Ask your local council and water supplier which rules and regulations are applicable in your region. You may need to submit a development or building application, and there may be guidelines around drinking rainwater or mosquito breeding prevention, along with restrictions on the tank’s placement, colour, height and labelling or noise regulations for a pump.
Are you renovating, building new or retrofitting?
If you are restoring or building, as opposed to retrofitting, you may need to incorporate energy and water-efficient characteristics in your plans to fulfill new legislative requirements.
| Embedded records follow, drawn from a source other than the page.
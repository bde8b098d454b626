use std::fs;
use std::io;
use std::path::PathBuf;

use clap::{ArgAction, Parser};
use recap_core::JobForm;

use crate::logging::LogDestination;

/// Submit a video recap job and follow it until it finishes.
#[derive(Debug, Parser)]
#[command(name = "recap", version)]
pub struct Cli {
    /// Config file (defaults to ./recap.ron when present).
    #[arg(long, value_name = "FILE")]
    pub config: Option<PathBuf>,
    /// Backend base URL, overriding the config file.
    #[arg(long, value_name = "URL")]
    pub server: Option<String>,
    #[arg(long, value_enum, default_value_t = LogDestination::File)]
    pub log: LogDestination,
    /// Log file, overriding the config file.
    #[arg(long, value_name = "PATH")]
    pub log_file: Option<PathBuf>,
    /// More log detail; repeat for trace output.
    #[arg(short, long, action = ArgAction::Count)]
    pub verbose: u8,

    /// Local video to upload.
    #[arg(long, value_name = "PATH")]
    pub video: Option<PathBuf>,
    /// Google Drive link the backend downloads the video from.
    #[arg(long, value_name = "URL")]
    pub drive_url: Option<String>,
    /// File holding the movie script.
    #[arg(long, value_name = "FILE", conflicts_with = "script_text")]
    pub script: Option<PathBuf>,
    /// Movie script given inline.
    #[arg(long, value_name = "TEXT")]
    pub script_text: Option<String>,
    #[arg(long, value_name = "TEXT")]
    pub title: Option<String>,
    /// Extra guidance for the recap writer.
    #[arg(long, value_name = "TEXT")]
    pub instructions: Option<String>,
    /// Ask the backend to delete the job's files once done.
    #[arg(long)]
    pub cleanup: bool,
}

impl Cli {
    /// Fills the upload form. Source and script are checked later, when the
    /// form is submitted.
    pub fn job_form(&self) -> io::Result<JobForm> {
        let script_text = match &self.script {
            Some(path) => fs::read_to_string(path)?,
            None => self.script_text.clone().unwrap_or_default(),
        };
        Ok(JobForm {
            video_file: self.video.clone(),
            drive_url: self.drive_url.clone().unwrap_or_default(),
            script_text,
            instructions: self.instructions.clone().unwrap_or_default(),
            movie_title: self.title.clone().unwrap_or_default(),
        })
    }
}

#[cfg(test)]
mod tests {
    use super::*;
    use pretty_assertions::assert_eq;
    use std::ffi::OsString;

    #[test]
    fn parses_drive_job_with_inline_script() {
        let cli = Cli::try_parse_from([
            "recap",
            "--drive-url",
            "https://drive.google.com/file/d/abc/view",
            "--script-text",
            "A hero rises.",
            "--title",
            "Hero",
            "-vv",
        ])
        .expect("parse");
        assert_eq!(cli.verbose, 2);
        assert_eq!(cli.log, LogDestination::File);

        let form = cli.job_form().expect("form");
        assert_eq!(form.video_file, None);
        assert_eq!(form.drive_url, "https://drive.google.com/file/d/abc/view");
        assert_eq!(form.script_text, "A hero rises.");
        assert_eq!(form.movie_title, "Hero");
        assert_eq!(form.instructions, "");
    }

    #[test]
    fn reads_script_from_file() {
        let dir = tempfile::tempdir().expect("tempdir");
        let script = dir.path().join("script.txt");
        fs::write(&script, "INT. HOUSE - NIGHT").expect("write script");

        let args: Vec<OsString> = vec![
            "recap".into(),
            "--video".into(),
            dir.path().join("movie.mp4").into(),
            "--script".into(),
            script.clone().into(),
            "--log".into(),
            "both".into(),
        ];
        let cli = Cli::try_parse_from(args).expect("parse");
        assert_eq!(cli.log, LogDestination::Both);
        assert_eq!(cli.job_form().expect("form").script_text, "INT. HOUSE - NIGHT");
    }

    #[test]
    fn both_sources_are_left_for_form_validation() {
        let cli = Cli::try_parse_from([
            "recap",
            "--video",
            "movie.mp4",
            "--drive-url",
            "https://drive.example/v",
        ])
        .expect("parse");
        let form = cli.job_form().expect("form");
        assert!(form.video_file.is_some());
        assert!(!form.drive_url.is_empty());
    }

    #[test]
    fn script_file_and_text_conflict() {
        assert!(Cli::try_parse_from(["recap", "--script", "a.txt", "--script-text", "b"]).is_err());
    }
}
When obtaining quotes, inquire if there are any supplementary costs for delivery and installation; extra materials (such as pipes, fittings and taps); optional extras (such as a first-flush or backflow-prevention device); a pump (unless you can make use of gravity for water pressure); and a stand (unless you wish to put it on the ground or below it, through which case you’ll need to look into the cost of special ground prep or excavation).
If you want to connect the tank to your mains supply of water, consider the cost of a licensed plumber, and prices for any extra work that needs to get done to your roof and/or guttering.
Can you obtain a water tank rebate?
Talk to your local water or government authority to see if you’re entitled to a cash rebate or bill reduction– the answer may hinge on the size of the rainwater tank and whether it’s connected to a toilet and/or washing machine.
Rainwater tanks can vary from around $700 to $2000, starting from a small, freestanding model without pump or extras, to large, custom-built models. Costs vary depending on the size, material, finish and strength of the tank.